Svevan wrote:The Naqoyqatsi DVD is weirdly warped, as if the 1.33:1 image has been stretched to fit a 1.78 or 1.85 aspect ratio. I read online, when the DVD came out, that this was "deliberate," but I've always doubted that. The question of aspect ratio on the other two is, I think, settled at 1.33 (un-matted). I don't think we need both aspects on the DVD.
For what it's worth, Naqoyqatsi on DVD looks precisely the same as I remember it from its brief theatrical run (and the trailer, which I watched over and over again while I waited for the film to finally be released). It's not the whole DVD that's warped, just specific pieces of footage that they deliberately warped for aesthetic effect.

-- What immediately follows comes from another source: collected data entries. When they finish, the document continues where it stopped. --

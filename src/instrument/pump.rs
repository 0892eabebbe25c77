//! Centrifugal pump with ramped speed and a latched overpressure trip.
//!
//! Two control styles: digital (run contact, full speed) and analog (speed
//! setpoint in). Discharge pressure follows speed against the linked back
//! pressure; delivering into a pressure at or above the configured maximum
//! latches a fault that drops the pump and stays until a rising edge on the
//! reset input.

use super::{ChannelValue, Quantity, TickContext};
use serde::{Deserialize, Serialize};

/// Speed below which the run feedback drops out.
const RUNNING_THRESHOLD_PERCENT: f64 = 1.0;
/// Speed-vs-target band treated as "on setpoint".
const SETTLED_BAND_PERCENT: f64 = 0.5;

#[derive(Debug, Clone, Copy, PartialEq, Eq, Serialize, Deserialize)]
#[serde(rename_all = "snake_case")]
pub enum PumpControl {
    Digital,
    Analog,
}

#[derive(Debug, Clone, PartialEq, Serialize, Deserialize)]
#[serde(default, deny_unknown_fields)]
pub struct PumpParams {
    pub control: PumpControl,
    pub max_pressure_bar: f64,
    pub set_pressure_bar: f64,
    pub max_flow_lpm: f64,
    pub ramp_time_sec: f64,
}

impl Default for PumpParams {
    fn default() -> Self {
        Self {
            control: PumpControl::Digital,
            max_pressure_bar: 10.0,
            set_pressure_bar: 8.0,
            max_flow_lpm: 100.0,
            ramp_time_sec: 5.0,
        }
    }
}

impl PumpParams {
    pub fn validate(&self) -> Result<(), String> {
        if !(self.max_pressure_bar > 0.0) {
            return Err("max_pressure_bar must be positive".into());
        }
        if !(self.set_pressure_bar > 0.0) {
            return Err("set_pressure_bar must be positive".into());
        }
        if !(self.max_flow_lpm > 0.0) {
            return Err("max_flow_lpm must be positive".into());
        }
        if !(self.ramp_time_sec > 0.0) {
            return Err("ramp_time_sec must be positive".into());
        }
        Ok(())
    }
}

#[derive(Debug, Clone, Copy, PartialEq, Eq, Serialize, Deserialize)]
#[serde(rename_all = "snake_case")]
pub enum PumpStatus {
    Stopped,
    Ramping,
    Running,
    Faulted,
}

#[derive(Debug, Clone, PartialEq, Serialize, Deserialize)]
pub struct PumpDisplay {
    pub status: PumpStatus,
    pub running: bool,
    pub speed_percent: f64,
    pub pressure_bar: f64,
    pub flow_lpm: f64,
    pub fault: bool,
}

#[derive(Debug, Clone)]
pub struct PumpModel {
    params: PumpParams,
    speed_percent: f64,
    target_percent: f64,
    pressure_bar: f64,
    flow_lpm: f64,
    faulted: bool,
    reset_latch: bool,
}

impl PumpModel {
    pub fn new(params: PumpParams) -> Self {
        Self {
            params,
            speed_percent: 0.0,
            target_percent: 0.0,
            pressure_bar: 0.0,
            flow_lpm: 0.0,
            faulted: false,
            reset_latch: false,
        }
    }

    pub fn tick(&mut self, ctx: &TickContext) -> PumpDisplay {
        let reset = ctx.inputs.digital("reset");
        let reset_edge = reset && !self.reset_latch;
        self.reset_latch = reset;

        if self.faulted && reset_edge {
            self.faulted = false;
        }

        // Enable gates both control styles; analog pumps without an enable
        // contact wired run on the setpoint alone.
        let enabled = !ctx.inputs.has("enable") || ctx.inputs.digital("enable");
        self.target_percent = if self.faulted {
            0.0
        } else {
            match self.params.control {
                PumpControl::Digital => {
                    if ctx.inputs.digital("enable") {
                        100.0
                    } else {
                        0.0
                    }
                }
                PumpControl::Analog => {
                    if enabled {
                        ctx.inputs.analog("speed") * 100.0
                    } else {
                        0.0
                    }
                }
            }
        };

        let ramp = 100.0 / self.params.ramp_time_sec * ctx.dt;
        if self.speed_percent < self.target_percent {
            self.speed_percent = (self.speed_percent + ramp).min(self.target_percent);
        } else if self.speed_percent > self.target_percent {
            self.speed_percent = (self.speed_percent - ramp).max(self.target_percent);
        }

        let speed_factor = self.speed_percent / 100.0;
        let back_pressure = ctx.link("back_pressure", Quantity::PressureBar);

        let raw_pressure = self.params.set_pressure_bar * speed_factor - back_pressure * 0.5;
        self.pressure_bar = raw_pressure.clamp(0.0, self.params.max_pressure_bar);

        if !self.faulted && raw_pressure >= self.params.max_pressure_bar {
            // Deadheaded over the limit: trip and stay tripped.
            self.faulted = true;
            self.target_percent = 0.0;
        }

        let pressure_diff = self.pressure_bar - back_pressure;
        self.flow_lpm = if pressure_diff > 0.0 {
            pressure_diff / self.params.max_pressure_bar * self.params.max_flow_lpm * speed_factor
        } else {
            0.0
        };

        self.display()
    }

    pub fn display(&self) -> PumpDisplay {
        let running = self.speed_percent > RUNNING_THRESHOLD_PERCENT;
        let status = if self.faulted {
            PumpStatus::Faulted
        } else if !running && self.target_percent <= RUNNING_THRESHOLD_PERCENT {
            PumpStatus::Stopped
        } else if (self.speed_percent - self.target_percent).abs() > SETTLED_BAND_PERCENT {
            PumpStatus::Ramping
        } else {
            PumpStatus::Running
        };
        PumpDisplay {
            status,
            running,
            speed_percent: self.speed_percent,
            pressure_bar: self.pressure_bar,
            flow_lpm: self.flow_lpm,
            fault: self.faulted,
        }
    }
}

pub(super) fn outputs(display: &PumpDisplay, out: &mut Vec<(&'static str, ChannelValue)>) {
    out.push(("running", ChannelValue::Digital(display.running)));
    out.push(("fault", ChannelValue::Digital(display.fault)));
    out.push((
        "feedback",
        ChannelValue::Analog((display.speed_percent / 100.0).clamp(0.0, 1.0)),
    ));
}

#[cfg(test)]
mod tests {
    use super::*;
    use crate::instrument::{InputSet, LinkSource, NoLinks};

    struct BackPressure(f64);

    impl LinkSource for BackPressure {
        fn value(&self, role: &str, quantity: Quantity) -> Option<f64> {
            (role == "back_pressure" && quantity == Quantity::PressureBar).then_some(self.0)
        }
    }

    fn enabled() -> InputSet {
        let mut inputs = InputSet::new();
        inputs.insert("enable", ChannelValue::Digital(true));
        inputs
    }

    fn tick(model: &mut PumpModel, inputs: &InputSet, links: &dyn LinkSource) -> PumpDisplay {
        model.tick(&TickContext {
            dt: 0.1,
            inputs,
            links,
        })
    }

    #[test]
    fn digital_pump_ramps_to_full_speed() {
        let mut model = PumpModel::new(PumpParams::default());
        let inputs = enabled();

        let mut display = model.display();
        assert_eq!(display.status, PumpStatus::Stopped);

        // 5 s ramp at 10 Hz.
        for _ in 0..25 {
            display = tick(&mut model, &inputs, &NoLinks);
        }
        assert_eq!(display.status, PumpStatus::Ramping);
        assert!((display.speed_percent - 50.0).abs() < 1e-9);

        for _ in 0..25 {
            display = tick(&mut model, &inputs, &NoLinks);
        }
        assert_eq!(display.speed_percent, 100.0);
        assert!(display.running);
        assert_eq!(display.status, PumpStatus::Running);
        assert!((display.pressure_bar - 8.0).abs() < 1e-9);
    }

    #[test]
    fn analog_pump_tracks_setpoint() {
        let mut model = PumpModel::new(PumpParams {
            control: PumpControl::Analog,
            ..PumpParams::default()
        });
        let mut inputs = InputSet::new();
        inputs.insert("speed", ChannelValue::Analog(0.6));

        let mut display = model.display();
        for _ in 0..100 {
            display = tick(&mut model, &inputs, &NoLinks);
        }
        assert!((display.speed_percent - 60.0).abs() < 1e-9);
        assert_eq!(display.status, PumpStatus::Running);
    }

    #[test]
    fn analog_pump_obeys_the_enable_contact() {
        let mut model = PumpModel::new(PumpParams {
            control: PumpControl::Analog,
            ..PumpParams::default()
        });
        let mut inputs = InputSet::new();
        inputs.insert("speed", ChannelValue::Analog(0.8));
        inputs.insert("enable", ChannelValue::Digital(false));

        // Setpoint present but the run contact is open: stays stopped.
        let mut display = model.display();
        for _ in 0..100 {
            display = tick(&mut model, &inputs, &NoLinks);
        }
        assert_eq!(display.speed_percent, 0.0);
        assert_eq!(display.status, PumpStatus::Stopped);

        inputs.insert("enable", ChannelValue::Digital(true));
        for _ in 0..100 {
            display = tick(&mut model, &inputs, &NoLinks);
        }
        assert!((display.speed_percent - 80.0).abs() < 1e-9);
        assert_eq!(display.status, PumpStatus::Running);
    }

    #[test]
    fn ramp_down_on_disable() {
        let mut model = PumpModel::new(PumpParams::default());
        let inputs = enabled();
        for _ in 0..50 {
            tick(&mut model, &inputs, &NoLinks);
        }

        let idle = InputSet::new();
        let display = tick(&mut model, &idle, &NoLinks);
        assert_eq!(display.status, PumpStatus::Ramping);
        for _ in 0..50 {
            tick(&mut model, &idle, &NoLinks);
        }
        let display = model.display();
        assert_eq!(display.speed_percent, 0.0);
        assert_eq!(display.status, PumpStatus::Stopped);
    }

    #[test]
    fn back_pressure_lowers_discharge_and_flow() {
        let mut model = PumpModel::new(PumpParams::default());
        let inputs = enabled();
        let links = BackPressure(4.0);

        let mut display = model.display();
        for _ in 0..100 {
            display = tick(&mut model, &inputs, &links);
        }
        // 8 - 0.5*4 = 6 bar; diff 2 bar -> 20 L/min at full speed.
        assert!((display.pressure_bar - 6.0).abs() < 1e-9);
        assert!((display.flow_lpm - 20.0).abs() < 1e-9);
    }

    #[test]
    fn overpressure_latches_until_reset_edge() {
        let mut model = PumpModel::new(PumpParams {
            set_pressure_bar: 12.0,
            ..PumpParams::default()
        });
        let inputs = enabled();
        for _ in 0..100 {
            tick(&mut model, &inputs, &NoLinks);
        }
        let display = model.display();
        assert_eq!(display.status, PumpStatus::Faulted);
        assert!(display.fault);

        // Still faulted while the trip is latched, even with enable held.
        for _ in 0..100 {
            tick(&mut model, &inputs, &NoLinks);
        }
        assert_eq!(model.display().status, PumpStatus::Faulted);
        assert_eq!(model.display().speed_percent, 0.0);

        // Held reset level is not enough; the latch wants an edge.
        let mut reset_held = enabled();
        reset_held.insert("reset", ChannelValue::Digital(true));
        let display = tick(&mut model, &reset_held, &NoLinks);
        assert!(!display.fault);

        // After the edge the pump restarts, trips again at speed.
        let mut saw_fault = false;
        for _ in 0..200 {
            let display = tick(&mut model, &reset_held, &NoLinks);
            saw_fault |= display.fault;
        }
        assert!(saw_fault);
        // reset stayed high the whole time: no second edge, still latched.
        assert!(model.display().fault);
    }
}
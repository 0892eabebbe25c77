//! Hydrostatic level transmitter on a tank.
//!
//! The tank is a straight-walled vessel: cross-section is derived from the
//! configured volume and height, and the level follows the volume integral
//! of linked in/out flows. The transmitter publishes level plus a high-high
//! alarm bit, the way a 4-20 mA head with a trip amplifier would.

use super::{ChannelValue, Quantity, TickContext};
use serde::{Deserialize, Serialize};

const LITERS_PER_M3: f64 = 1000.0;

#[derive(Debug, Clone, PartialEq, Serialize, Deserialize)]
#[serde(default, deny_unknown_fields)]
pub struct LevelParams {
    pub tank_height_mm: f64,
    /// Level reading 100% at this height; may sit below the physical top.
    pub height_100_percent: f64,
    pub height_hh_alarm: f64,
    pub tank_volume_m3: f64,
    pub initial_level_percent: f64,
}

impl Default for LevelParams {
    fn default() -> Self {
        Self {
            tank_height_mm: 2000.0,
            height_100_percent: 2000.0,
            height_hh_alarm: 1800.0,
            tank_volume_m3: 10.0,
            initial_level_percent: 0.0,
        }
    }
}

impl LevelParams {
    pub fn validate(&self) -> Result<(), String> {
        if !(self.tank_height_mm > 0.0) {
            return Err("tank_height_mm must be positive".into());
        }
        if !(self.height_100_percent > 0.0) {
            return Err("height_100_percent must be positive".into());
        }
        if !(self.height_hh_alarm > 0.0) {
            return Err("height_hh_alarm must be positive".into());
        }
        if !(self.tank_volume_m3 > 0.0) {
            return Err("tank_volume_m3 must be positive".into());
        }
        if !(0.0..=100.0).contains(&self.initial_level_percent) {
            return Err("initial_level_percent must be within 0..=100".into());
        }
        Ok(())
    }
}

#[derive(Debug, Clone, PartialEq, Serialize, Deserialize)]
pub struct LevelDisplay {
    pub level_mm: f64,
    pub level_percent: f64,
    pub volume_m3: f64,
    pub hh_alarm: bool,
}

#[derive(Debug, Clone)]
pub struct LevelModel {
    params: LevelParams,
    cross_section_m2: f64,
    volume_m3: f64,
}

impl LevelModel {
    pub fn new(params: LevelParams) -> Self {
        let cross_section_m2 = params.tank_volume_m3 / (params.tank_height_mm / 1000.0);
        let initial_mm = params.initial_level_percent / 100.0 * params.height_100_percent;
        let volume_m3 =
            (cross_section_m2 * initial_mm / 1000.0).clamp(0.0, params.tank_volume_m3);
        Self {
            params,
            cross_section_m2,
            volume_m3,
        }
    }

    pub fn tick(&mut self, ctx: &TickContext) -> LevelDisplay {
        let inflow_lpm = ctx.link("flow_in", Quantity::FlowLpm);
        let outflow_lpm = ctx.link("flow_out", Quantity::FlowLpm);
        let net_m3 = (inflow_lpm - outflow_lpm) / LITERS_PER_M3 / 60.0 * ctx.dt;

        self.volume_m3 = (self.volume_m3 + net_m3).clamp(0.0, self.params.tank_volume_m3);
        self.display()
    }

    pub fn display(&self) -> LevelDisplay {
        let level_mm =
            (self.volume_m3 / self.cross_section_m2 * 1000.0).clamp(0.0, self.params.tank_height_mm);
        LevelDisplay {
            level_mm,
            level_percent: level_mm / self.params.height_100_percent * 100.0,
            volume_m3: self.volume_m3,
            hh_alarm: level_mm >= self.params.height_hh_alarm,
        }
    }
}

pub(super) fn outputs(display: &LevelDisplay, out: &mut Vec<(&'static str, ChannelValue)>) {
    out.push((
        "level",
        ChannelValue::Analog((display.level_percent / 100.0).clamp(0.0, 1.0)),
    ));
    out.push(("hh_alarm", ChannelValue::Digital(display.hh_alarm)));
}

#[cfg(test)]
mod tests {
    use super::*;
    use crate::instrument::{InputSet, LinkSource, NoLinks};
    use std::collections::HashMap;

    struct FixedLinks(HashMap<&'static str, f64>);

    impl LinkSource for FixedLinks {
        fn value(&self, role: &str, _quantity: Quantity) -> Option<f64> {
            self.0.get(role).copied()
        }
    }

    fn ctx<'a>(dt: f64, inputs: &'a InputSet, links: &'a dyn LinkSource) -> TickContext<'a> {
        TickContext { dt, inputs, links }
    }

    #[test]
    fn fills_from_linked_inflow() {
        let mut model = LevelModel::new(LevelParams::default());
        let inputs = InputSet::new();
        let links = FixedLinks(HashMap::from([("flow_in", 600.0)]));

        // 600 L/min for 60 s = 0.6 m3; 2000 mm over 10 m3 -> 120 mm.
        for _ in 0..600 {
            model.tick(&ctx(0.1, &inputs, &links));
        }
        let display = model.display();
        assert!((display.volume_m3 - 0.6).abs() < 1e-6);
        assert!((display.level_mm - 120.0).abs() < 1e-6);
        assert!(!display.hh_alarm);
    }

    #[test]
    fn outflow_drains_and_volume_never_goes_negative() {
        let mut model = LevelModel::new(LevelParams {
            initial_level_percent: 5.0,
            ..LevelParams::default()
        });
        let inputs = InputSet::new();
        let links = FixedLinks(HashMap::from([("flow_out", 6000.0)]));

        for _ in 0..600 {
            model.tick(&ctx(0.1, &inputs, &links));
        }
        let display = model.display();
        assert_eq!(display.volume_m3, 0.0);
        assert_eq!(display.level_mm, 0.0);
    }

    #[test]
    fn hh_alarm_trips_at_configured_height() {
        let mut model = LevelModel::new(LevelParams {
            initial_level_percent: 89.0,
            ..LevelParams::default()
        });
        let inputs = InputSet::new();
        let links = FixedLinks(HashMap::from([("flow_in", 6000.0)]));

        assert!(!model.display().hh_alarm);
        for _ in 0..100 {
            model.tick(&ctx(0.1, &inputs, &links));
        }
        // 6000 L/min * 10 s = 1 m3 on top of 8.9 m3 -> 1980 mm >= 1800 mm.
        assert!(model.display().hh_alarm);
    }

    #[test]
    fn level_saturates_at_tank_top() {
        let mut model = LevelModel::new(LevelParams {
            initial_level_percent: 100.0,
            ..LevelParams::default()
        });
        let inputs = InputSet::new();
        let links = FixedLinks(HashMap::from([("flow_in", 1000.0)]));

        for _ in 0..100 {
            model.tick(&ctx(0.1, &inputs, &links));
        }
        let display = model.display();
        assert_eq!(display.volume_m3, 10.0);
        assert_eq!(display.level_mm, 2000.0);
    }

    #[test]
    fn unlinked_tank_holds_level() {
        let mut model = LevelModel::new(LevelParams {
            initial_level_percent: 50.0,
            ..LevelParams::default()
        });
        let inputs = InputSet::new();
        let before = model.display();
        model.tick(&ctx(0.1, &inputs, &NoLinks));
        assert_eq!(model.display(), before);
    }

    #[test]
    fn rejects_nonpositive_geometry() {
        let params = LevelParams {
            tank_volume_m3: 0.0,
            ..LevelParams::default()
        };
        assert!(params.validate().is_err());
    }
}
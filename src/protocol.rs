//! Wire protocol for the TCP server.
//!
//! Line-delimited JSON both ways. A client sends one [`ServerCommand`] per
//! line and gets one [`ServerResponse`] per command; in between, the server
//! pushes a `snapshot`-status line after every tick to every connected
//! client.

use crate::channel::ChannelAddress;
use crate::scheduler::{Snapshot, StatsReport};
use crate::topology::InstrumentRecord;
use serde::{Deserialize, Serialize};

#[derive(Debug, Clone, PartialEq, Serialize, Deserialize)]
#[serde(tag = "cmd", rename_all = "snake_case")]
pub enum ServerCommand {
    /// Current snapshot without waiting for the next tick.
    Snapshot,
    Stats,
    ListInstruments,
    /// Drive a mock digital input.
    SetDigitalInput { address: ChannelAddress, value: bool },
    /// Drive a mock analog input (normalized 0.0..=1.0).
    SetAnalogInput { address: ChannelAddress, value: f64 },
    AddInstrument { record: InstrumentRecord },
    UpdateInstrument { record: InstrumentRecord },
    RemoveInstrument { id: String },
    ReplaceTopology { records: Vec<InstrumentRecord> },
    /// Resume ticking after a `Stop`.
    Start,
    /// Pause ticking; the server stays up and keeps answering commands.
    Stop,
    Shutdown,
}

#[derive(Debug, Clone, Serialize, Deserialize)]
#[serde(tag = "status", rename_all = "snake_case")]
pub enum ServerResponse {
    Ok {
        #[serde(default, skip_serializing_if = "Option::is_none")]
        detail: Option<String>,
    },
    Snapshot {
        snapshot: Snapshot,
    },
    Stats {
        stats: StatsReport,
    },
    Instruments {
        records: Vec<InstrumentRecord>,
    },
    Error {
        message: String,
    },
}

impl ServerResponse {
    pub fn ok() -> Self {
        ServerResponse::Ok { detail: None }
    }

    pub fn ok_with(detail: impl Into<String>) -> Self {
        ServerResponse::Ok {
            detail: Some(detail.into()),
        }
    }

    pub fn error(message: impl Into<String>) -> Self {
        ServerResponse::Error {
            message: message.into(),
        }
    }
}
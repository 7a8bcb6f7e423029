//! Pure calculation functions for image dimensions.
//!
//! All functions here are pure and testable without any I/O or images.

use super::params::{Dimensions, MergeDirection};

/// Height that keeps `original`'s aspect ratio at `new_width`.
///
/// # Examples
/// ```
/// # use imageforge::imaging::{aspect_locked_height, Dimensions};
/// let hd = Dimensions::new(1920, 1080).unwrap();
/// assert_eq!(aspect_locked_height(hd, 960), 540);
/// ```
pub fn aspect_locked_height(original: Dimensions, new_width: u32) -> u32 {
    scale_side(new_width, original.height(), original.width())
}

/// Width that keeps `original`'s aspect ratio at `new_height`.
pub fn aspect_locked_width(original: Dimensions, new_height: u32) -> u32 {
    scale_side(new_height, original.width(), original.height())
}

/// `round(driver * numerator / denominator)`, never below 1.
fn scale_side(driver: u32, numerator: u32, denominator: u32) -> u32 {
    let scaled = (driver as f64 * numerator as f64 / denominator as f64).round();
    (scaled as u32).max(1)
}

/// Size of a composite of `count` images normalized to `reference`.
///
/// Returns `None` when the result would overflow `u32` or exceed
/// [`MAX_PIXELS`](super::params::MAX_PIXELS).
pub fn composite_dimensions(
    reference: Dimensions,
    count: u32,
    direction: MergeDirection,
) -> Option<Dimensions> {
    let (w, h) = match direction {
        MergeDirection::Horizontal => (reference.width().checked_mul(count)?, reference.height()),
        MergeDirection::Vertical => (reference.width(), reference.height().checked_mul(count)?),
    };
    Dimensions::new(w, h).ok()?.within_pixel_limit().ok()
}

/// Pixel size of a PDF page of `width × height` points rendered at `scale`.
///
/// Returns `None` for degenerate pages.
pub fn pdf_render_dimensions(width_pt: f32, height_pt: f32, scale: f32) -> Option<Dimensions> {
    let w = (width_pt.abs() * scale).round();
    let h = (height_pt.abs() * scale).round();
    if !w.is_finite() || !h.is_finite() || w > u32::MAX as f32 || h > u32::MAX as f32 {
        return None;
    }
    Dimensions::new(w as u32, h as u32).ok()
}

/// Page orientation of a single-image PDF.
#[derive(Debug, Clone, Copy, PartialEq, Eq)]
pub enum PageOrientation {
    Portrait,
    Landscape,
}

impl PageOrientation {
    /// Landscape iff wider than tall; square pages are portrait.
    pub fn for_dimensions(dims: Dimensions) -> Self {
        if dims.is_landscape() {
            Self::Landscape
        } else {
            Self::Portrait
        }
    }

    pub fn label(self) -> &'static str {
        match self {
            Self::Portrait => "portrait",
            Self::Landscape => "landscape",
        }
    }
}

/// Print size in inches.
#[derive(Debug, Clone, Copy, PartialEq, serde::Serialize, serde::Deserialize)]
pub struct PrintSize {
    pub width: f64,
    pub height: f64,
}

/// Pixels needed to print `size` at `dpi` without upscaling.
pub fn pixels_for_print(size: PrintSize, dpi: u32) -> (u32, u32) {
    let w = (size.width * dpi as f64).round().max(0.0);
    let h = (size.height * dpi as f64).round().max(0.0);
    (w as u32, h as u32)
}

/// DPI an image actually delivers when printed at `size`.
///
/// The limiting axis wins. Returns `None` for non-positive print sizes.
pub fn effective_dpi(dims: Dimensions, size: PrintSize) -> Option<f64> {
    if size.width <= 0.0 || size.height <= 0.0 {
        return None;
    }
    let horizontal = dims.width() as f64 / size.width;
    let vertical = dims.height() as f64 / size.height;
    Some(horizontal.min(vertical))
}
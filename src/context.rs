//! Application context: loaded config plus the user's saved preferences.
//!
//! Built once at start-up and passed by reference to whatever needs it.
//! Preferences live in `preferences.toml` beside the config file and are only
//! written when [`AppContext::save_preferences`] is called.

use crate::config::{self, AppConfig, ConfigError};
use crate::imaging::{OutputFormat, Quality};
use serde::{Deserialize, Serialize};
use std::fmt;
use std::fs;
use std::path::{Path, PathBuf};
use std::str::FromStr;
use tracing::debug;

pub const PREFERENCES_FILE: &str = "preferences.toml";

#[derive(Debug, Clone, Copy, PartialEq, Eq, Default, Serialize, Deserialize)]
#[serde(rename_all = "lowercase")]
pub enum Theme {
    Light,
    Dark,
    #[default]
    System,
}

impl fmt::Display for Theme {
    fn fmt(&self, f: &mut fmt::Formatter<'_>) -> fmt::Result {
        f.write_str(match self {
            Self::Light => "light",
            Self::Dark => "dark",
            Self::System => "system",
        })
    }
}

impl FromStr for Theme {
    type Err = crate::imaging::ParseError;

    fn from_str(s: &str) -> Result<Self, Self::Err> {
        match s.trim().to_ascii_lowercase().as_str() {
            "light" => Ok(Self::Light),
            "dark" => Ok(Self::Dark),
            "system" => Ok(Self::System),
            _ => Err(crate::imaging::ParseError {
                kind: "theme",
                value: s.to_string(),
            }),
        }
    }
}

#[derive(Debug, Clone, Default, PartialEq, Serialize, Deserialize)]
#[serde(default, deny_unknown_fields)]
pub struct Preferences {
    pub theme: Theme,
    pub last_format: Option<OutputFormat>,
    pub last_quality: Option<u32>,
}

impl Preferences {
    /// Read preferences from `path`. A missing file yields the defaults.
    pub fn load(path: &Path) -> Result<Self, ConfigError> {
        if !path.exists() {
            return Ok(Self::default());
        }
        let content = fs::read_to_string(path)?;
        Ok(toml::from_str(&content)?)
    }

    pub fn save(&self, path: &Path) -> Result<(), ConfigError> {
        if let Some(parent) = path.parent().filter(|p| !p.as_os_str().is_empty()) {
            fs::create_dir_all(parent)?;
        }
        fs::write(path, toml::to_string(self)?)?;
        Ok(())
    }
}

#[derive(Debug, Clone)]
pub struct AppContext {
    pub config: AppConfig,
    pub preferences: Preferences,
    preferences_path: PathBuf,
}

impl AppContext {
    /// Load the config at `config_path` and the preferences stored next to it.
    pub fn load(config_path: &Path) -> Result<Self, ConfigError> {
        let config = config::load_config(config_path)?;
        let preferences_path = config_path
            .parent()
            .unwrap_or_else(|| Path::new(""))
            .join(PREFERENCES_FILE);
        let preferences = Preferences::load(&preferences_path)?;
        debug!(
            config = %config_path.display(),
            preferences = %preferences_path.display(),
            "loaded context"
        );
        Ok(Self {
            config,
            preferences,
            preferences_path,
        })
    }

    pub fn preferences_path(&self) -> &Path {
        &self.preferences_path
    }

    pub fn save_preferences(&self) -> Result<(), ConfigError> {
        self.preferences.save(&self.preferences_path)
    }

    /// Output format: last used, else the configured default.
    pub fn output_format(&self) -> OutputFormat {
        self.preferences
            .last_format
            .unwrap_or(self.config.output.format)
    }

    /// Output quality: last used, else the configured default.
    pub fn output_quality(&self) -> Quality {
        self.preferences
            .last_quality
            .map(Quality::new)
            .unwrap_or_else(|| self.config.output.quality())
    }

    /// Quality for a lossy encode: `requested` on the command line, else
    /// [`output_quality`](Self::output_quality).
    pub fn requested_quality(&self, requested: Option<u32>) -> Quality {
        requested
            .map(Quality::new)
            .unwrap_or_else(|| self.output_quality())
    }

    /// Remember the format and quality of a successful run.
    pub fn remember_output(&mut self, format: OutputFormat, quality: Quality) {
        self.preferences.last_format = Some(format);
        self.preferences.last_quality = Some(quality.value());
    }
}
//! PDF input and output.
//!
//! Input: page 1 only, rendered onto a white surface at [`RENDER_SCALE`]
//! pixels per point. The renderer is raster-only: image XObjects are drawn at
//! the position the content stream's transformation matrix gives them
//! (`q`, `Q`, `cm`, `Do`, nested forms included). Vector paths and text are
//! not rasterized.
//!
//! Output: one page sized to the image (1 px = 1 pt) with the image embedded
//! as a JPEG (`DCTDecode`) XObject filling the page.

use super::backend::{DecodeError, EncodeError};
use super::calculations::pdf_render_dimensions;
use super::params::{Dimensions, OutputFormat, Quality};
use super::rust_backend::encode_jpeg;
use super::surface::Surface;
use flate2::read::ZlibDecoder;
use image::imageops::{self, FilterType};
use image::{ImageFormat, Rgba, RgbaImage};
use lopdf::content::{Content, Operation};
use lopdf::{Dictionary, Document, Object, ObjectId, Stream, dictionary};
use std::io::Read;
use tracing::{debug, warn};

/// Pixels per PDF point when rendering page 1.
pub const RENDER_SCALE: f32 = 1.5;

/// US Letter, used when a page has no MediaBox anywhere in its ancestry.
const DEFAULT_MEDIA_BOX: [f32; 4] = [0.0, 0.0, 612.0, 792.0];
const MAX_FORM_DEPTH: usize = 8;
const MAX_INHERIT_DEPTH: usize = 32;

const WHITE: Rgba<u8> = Rgba([255, 255, 255, 255]);

fn unreadable(reason: impl Into<String>) -> DecodeError {
    DecodeError::Unreadable(reason.into())
}

// ============================================================================
// Transformation matrix
// ============================================================================

/// PDF affine matrix `[a b c d e f]`; points are row vectors.
#[derive(Debug, Clone, Copy, PartialEq)]
struct Matrix {
    a: f32,
    b: f32,
    c: f32,
    d: f32,
    e: f32,
    f: f32,
}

And I think the question for the other two is only settled insofar as the films were framed so that overall they would look equally appropriate both matted for theatres and unmatted for television. I think the absolute best choice would be to include both versions. After watching it both ways, I'd have to say the ratio choices are inconsistent: there are many shots that definitely look better unmatted, many that definitely look better matted, and many that I feel work equally well either way. Not that I would really be dissatisfied if they went with one or the other.

And I would absolutely love to have some of those IRE commercials as supplements. The clips they show during the Reggio interview on MGM's Koyaanisqatsi are quite striking. Anima Mundi would be great, too - I've held off looking into the old DVD because I've read nothing but terrible things about the transfer.